Inhibitors of carbonic anhydrase (CA) have complex effects on respiration. Many cells and tissues that are involved in the control of breathing contain various isoforms of CA, e.g., red cells, carotid bodies, lung and brain capillary endothelial cells, muscle and neurons closely associated with central chemoreceptors (1-9). In human and cats, low intravenous doses of acetazolamide have both stimulatory and inhibitory effects on the control of breathing. (10, 11). One of the inhibitory effects applies to the peripheral chemoreceptors because acetazolamide has been shown to reduce the hypoxic response and also the O2-CO2 interaction that is known to reside the carotid bodies (10,12,13). The mechanism by which this occurs is unclear: however, due to its physical-chemical properties acetazolamide does not easily cross biological membranes (1, 2) so that at low dose this inhibiting effect is unlikely due to inhibition of an intracellular isoform of CA in the carotid bodies. Methazolamide, another CA inhibitor with an about equal affinity for sulfonamide-sensitive CA isoforms is much more lipophilic and rapidly permeates into cells (1, 2). Therefore, this agent would be a suitable tool to study the effect to intracellular CA inhibition on carotid body-mediated responses. Another difference between acetazolamide and methazolamide refers to their effects on large-conductance Cadependent potassium (BK) channels: while acetazolamide specifically opens these channels, methazolamide is without any stimulating effect on them (14).

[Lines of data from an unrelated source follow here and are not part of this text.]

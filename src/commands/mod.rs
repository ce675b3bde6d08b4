use serde::Serialize;
use serde_json::{json, Value};
use std::io::Read;
use std::path::Path;

pub type CmdResult<T> = helperkit::Result<(T, i32)>;

pub mod api;
pub mod array;
pub mod config;
pub mod date;
pub mod error;
pub mod file;
pub mod math;
pub mod string;
pub mod validate;

/// Envelope payload shared by the helper commands: the dotted command name
/// and whatever the helper returned.
#[derive(Debug, Serialize)]
pub struct HelperOutput {
    pub command: String,
    pub result: Value,
}

/// Wrap a helper's return value for the JSON envelope.
pub(crate) fn helper_output(command: &str, result: impl Serialize) -> CmdResult<HelperOutput> {
    let result = serde_json::to_value(result).map_err(|e| {
        helperkit::Error::internal_json(e.to_string(), Some(format!("serialize {}", command)))
    })?;

    Ok((
        HelperOutput {
            command: command.to_string(),
            result,
        },
        0,
    ))
}

/// Parse a string value into appropriate JSON type.
/// Order: JSON literal → bool → number → string
pub(crate) fn parse_value(s: &str) -> Value {
    // Try JSON first (handles arrays, objects, quoted strings)
    if let Ok(v) = serde_json::from_str(s) {
        return v;
    }
    if s == "true" {
        return json!(true);
    }
    if s == "false" {
        return json!(false);
    }
    if let Ok(n) = s.parse::<i64>() {
        return json!(n);
    }
    if let Ok(n) = s.parse::<f64>() {
        return json!(n);
    }
    json!(s)
}

/// Read JSON input from string, file (@path), or stdin (-).
fn read_input_to_string(input: &str) -> helperkit::Result<String> {
    use std::io::IsTerminal;

    if input.trim() == "-" {
        let mut buf = String::new();
        let mut stdin = std::io::stdin();
        if stdin.is_terminal() {
            return Err(helperkit::Error::validation_invalid_argument(
                "input",
                "Cannot read JSON from stdin when stdin is a TTY",
                None,
                None,
            ));
        }
        stdin.read_to_string(&mut buf).map_err(|e| {
            helperkit::Error::internal_io(e.to_string(), Some("read stdin".to_string()))
        })?;
        return Ok(buf);
    }

    if let Some(path) = input.strip_prefix('@') {
        if path.trim().is_empty() {
            return Err(helperkit::Error::validation_invalid_argument(
                "input",
                "Invalid JSON input '@' (missing file path)",
                None,
                None,
            ));
        }
        return std::fs::read_to_string(Path::new(path)).map_err(|e| {
            helperkit::Error::internal_io(e.to_string(), Some(format!("read {}", path)))
        });
    }

    Ok(input.to_string())
}

pub(crate) fn read_json_input(input: &str) -> helperkit::Result<Value> {
    let raw = read_input_to_string(input)?;
    serde_json::from_str(&raw).map_err(|e| {
        helperkit::Error::validation_invalid_json(e, Some("parse JSON input".to_string()))
    })
}

/// Read JSON input that must be an array.
pub(crate) fn read_json_list(input: &str) -> helperkit::Result<Vec<Value>> {
    match read_json_input(input)? {
        Value::Array(items) => Ok(items),
        other => Err(helperkit::Error::validation_invalid_argument(
            "input",
            format!("Expected a JSON array, got {}", json_type(&other)),
            None,
            None,
        )),
    }
}

fn json_type(value: &Value) -> &'static str {
    match value {
        Value::Null => "null",
        Value::Bool(_) => "a boolean",
        Value::Number(_) => "a number",
        Value::String(_) => "a string",
        Value::Array(_) => "an array",
        Value::Object(_) => "an object",
    }
}

/// Dispatch a command to its handler and map result to JSON.
macro_rules! dispatch {
    ($args:expr, $module:ident) => {
        helperkit::output::map_cmd_result_to_json($module::run($args))
    };
}

pub(crate) fn run_json(command: crate::Commands) -> (helperkit::Result<Value>, i32) {
    match command {
        crate::Commands::Str(args) => dispatch!(args, string),
        crate::Commands::Validate(args) => dispatch!(args, validate),
        crate::Commands::Math(args) => dispatch!(args, math),
        crate::Commands::Array(args) => dispatch!(args, array),
        crate::Commands::Date(args) => dispatch!(args, date),
        crate::Commands::File(args) => dispatch!(args, file),
        crate::Commands::Api(args) => dispatch!(args, api),
        crate::Commands::Config(args) => dispatch!(args, config),
        crate::Commands::Error(args) => dispatch!(args, error),
    }
}

#[cfg(test)]
mod tests {
    use super::*;

    #[test]
    fn parse_value_prefers_json() {
        assert_eq!(parse_value("[1,2]"), json!([1, 2]));
        assert_eq!(parse_value("true"), json!(true));
        assert_eq!(parse_value("42"), json!(42));
        assert_eq!(parse_value("1.5"), json!(1.5));
        assert_eq!(parse_value("plain text"), json!("plain text"));
    }

    #[test]
    fn json_input_from_file() {
        let dir = tempfile::tempdir().unwrap();
        let path = dir.path().join("input.json");
        std::fs::write(&path, "[1, 2, 3]").unwrap();

        let items = read_json_list(&format!("@{}", path.display())).unwrap();
        assert_eq!(items.len(), 3);
    }

    #[test]
    fn json_list_rejects_objects() {
        let err = read_json_list(r#"{"a": 1}"#).unwrap_err();
        assert_eq!(err.code, helperkit::ErrorCode::ValidationInvalidArgument);
    }

    #[test]
    fn invalid_json_input() {
        let err = read_json_input("{oops").unwrap_err();
        assert_eq!(err.code, helperkit::ErrorCode::ValidationInvalidJson);
    }
}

Because BK channels may play a crucial role in the hypoxic response of type-I carotid body cells (15), it is therefore interesting to compare the effects of both agents on the carotid body responses to both hypoxia and hypercapnia. Dynamic end-tidal CO2 forcing (DEF) is a suitable means to study the separate effects of pharmacological agents on the CO2 sensitivity of the peripheral and central chemoreflex loops (16). In this study we have applied this technique to study the effects of low-dose methazolamide on the control of breathing in the cat.